--- Stored items from a collection ---
##############################

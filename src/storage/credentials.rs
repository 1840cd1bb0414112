//! Thread-Safe Credential Store
//!
//! Username/password lookups for the login and registration form routes.
//! Requests for these routes are handled on worker threads, so the store is
//! shared by every worker and must tolerate concurrent access.
//!
//! ## Concurrency Model
//!
//! ```text
//! ┌─────────────────────────────────────────────────────────────┐
//! │                 InMemoryCredentialStore                     │
//! │  ┌─────────┐ ┌─────────┐ ┌─────────┐ ┌─────────┐           │
//! │  │ Shard 0 │ │ Shard 1 │ │ Shard 2 │ │ Shard N │           │
//! │  │ RwLock  │ │ RwLock  │ │ RwLock  │ │ RwLock  │           │
//! │  │ HashMap │ │ HashMap │ │ HashMap │ │ HashMap │           │
//! │  └─────────┘ └─────────┘ └─────────┘ └─────────┘           │
//! └─────────────────────────────────────────────────────────────┘
//! ```
//!
//! Usernames are hashed to a shard, so logins for different users never
//! contend on the same lock.

use std::collections::hash_map::Entry;
use std::collections::HashMap;
use std::hash::{DefaultHasher, Hash, Hasher};
use std::sync::atomic::{AtomicU64, Ordering};
use std::sync::{PoisonError, RwLock};

/// Number of shards in the in-memory store.
const NUM_SHARDS: usize = 16;

/// Lookup/insert service backing the form routes.
pub trait CredentialStore: Send + Sync {
    /// Stored password for `username`, if the user exists.
    fn password(&self, username: &str) -> Option<String>;

    /// Creates a user. Returns `false` if the name is already taken.
    fn insert(&self, username: &str, password: &str) -> bool;

    /// Checks a login attempt or performs a registration.
    ///
    /// - empty username or password: rejected
    /// - login: succeeds only for an existing user with a matching password
    /// - registration: succeeds only when the name is free, and creates it
    fn verify(&self, username: &str, password: &str, is_login: bool) -> bool {
        if username.is_empty() || password.is_empty() {
            return false;
        }
        match (self.password(username), is_login) {
            (Some(stored), true) => stored == password,
            (Some(_), false) => false,
            (None, true) => false,
            (None, false) => self.insert(username, password),
        }
    }
}

/// Snapshot of store counters.
#[derive(Debug, Clone, Copy, Default, PartialEq, Eq)]
pub struct CredentialStats {
    pub users: u64,
    pub lookups: u64,
    pub registrations: u64,
}

/// Sharded in-memory [`CredentialStore`].
///
/// # Example
///
/// ```
/// use miniserver::storage::{CredentialStore, InMemoryCredentialStore};
///
/// let store = InMemoryCredentialStore::new();
/// assert!(store.verify("ariz", "secret", false)); // register
/// assert!(store.verify("ariz", "secret", true)); // login
/// assert!(!store.verify("ariz", "wrong", true));
/// ```
pub struct InMemoryCredentialStore {
    shards: Vec<RwLock<HashMap<String, String>>>,
    user_count: AtomicU64,
    lookup_count: AtomicU64,
    registration_count: AtomicU64,
}

impl std::fmt::Debug for InMemoryCredentialStore {
    fn fmt(&self, f: &mut std::fmt::Formatter<'_>) -> std::fmt::Result {
        f.debug_struct("InMemoryCredentialStore")
            .field("shards", &self.shards.len())
            .field("users", &self.user_count.load(Ordering::Relaxed))
            .finish()
    }
}

impl Default for InMemoryCredentialStore {
    fn default() -> Self {
        Self::new()
    }
}

impl InMemoryCredentialStore {
    pub fn new() -> Self {
        Self {
            shards: (0..NUM_SHARDS).map(|_| RwLock::new(HashMap::new())).collect(),
            user_count: AtomicU64::new(0),
            lookup_count: AtomicU64::new(0),
            registration_count: AtomicU64::new(0),
        }
    }

    /// Builds a store pre-populated with `users`. Duplicate names keep the
    /// first password.
    pub fn with_users<'a, I>(users: I) -> Self
    where
        I: IntoIterator<Item = (&'a str, &'a str)>,
    {
        let store = Self::new();
        for (name, password) in users {
            store.insert(name, password);
        }
        store
    }

    #[inline]
    fn shard(&self, username: &str) -> &RwLock<HashMap<String, String>> {
        let mut hasher = DefaultHasher::new();
        username.hash(&mut hasher);
        &self.shards[(hasher.finish() as usize) % NUM_SHARDS]
    }

    pub fn contains(&self, username: &str) -> bool {
        self.shard(username)
            .read()
            .unwrap_or_else(PoisonError::into_inner)
            .contains_key(username)
    }

    pub fn len(&self) -> u64 {
        self.user_count.load(Ordering::Relaxed)
    }

    pub fn is_empty(&self) -> bool {
        self.len() == 0
    }

    pub fn stats(&self) -> CredentialStats {
        CredentialStats {
            users: self.user_count.load(Ordering::Relaxed),
            lookups: self.lookup_count.load(Ordering::Relaxed),
            registrations: self.registration_count.load(Ordering::Relaxed),
        }
    }
}

impl CredentialStore for InMemoryCredentialStore {
    fn password(&self, username: &str) -> Option<String> {
        self.lookup_count.fetch_add(1, Ordering::Relaxed);
        self.shard(username)
            .read()
            .unwrap_or_else(PoisonError::into_inner)
            .get(username)
            .cloned()
    }

    fn insert(&self, username: &str, password: &str) -> bool {
        let mut users = self
            .shard(username)
            .write()
            .unwrap_or_else(PoisonError::into_inner);

        match users.entry(username.to_string()) {
            Entry::Occupied(_) => false,
            Entry::Vacant(slot) => {
                slot.insert(password.to_string());
                self.user_count.fetch_add(1, Ordering::Relaxed);
                self.registration_count.fetch_add(1, Ordering::Relaxed);
                true
            }
        }
    }
}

##############################

--- WHAT THE EXERCISE ASKS ---
For each line of the entries that includes "impl", show that line.

--- ANSWER SPACE ---
impl std::fmt::Debug for InMemoryCredentialStore {
impl Default for InMemoryCredentialStore {
impl InMemoryCredentialStore {
impl CredentialStore for InMemoryCredentialStore {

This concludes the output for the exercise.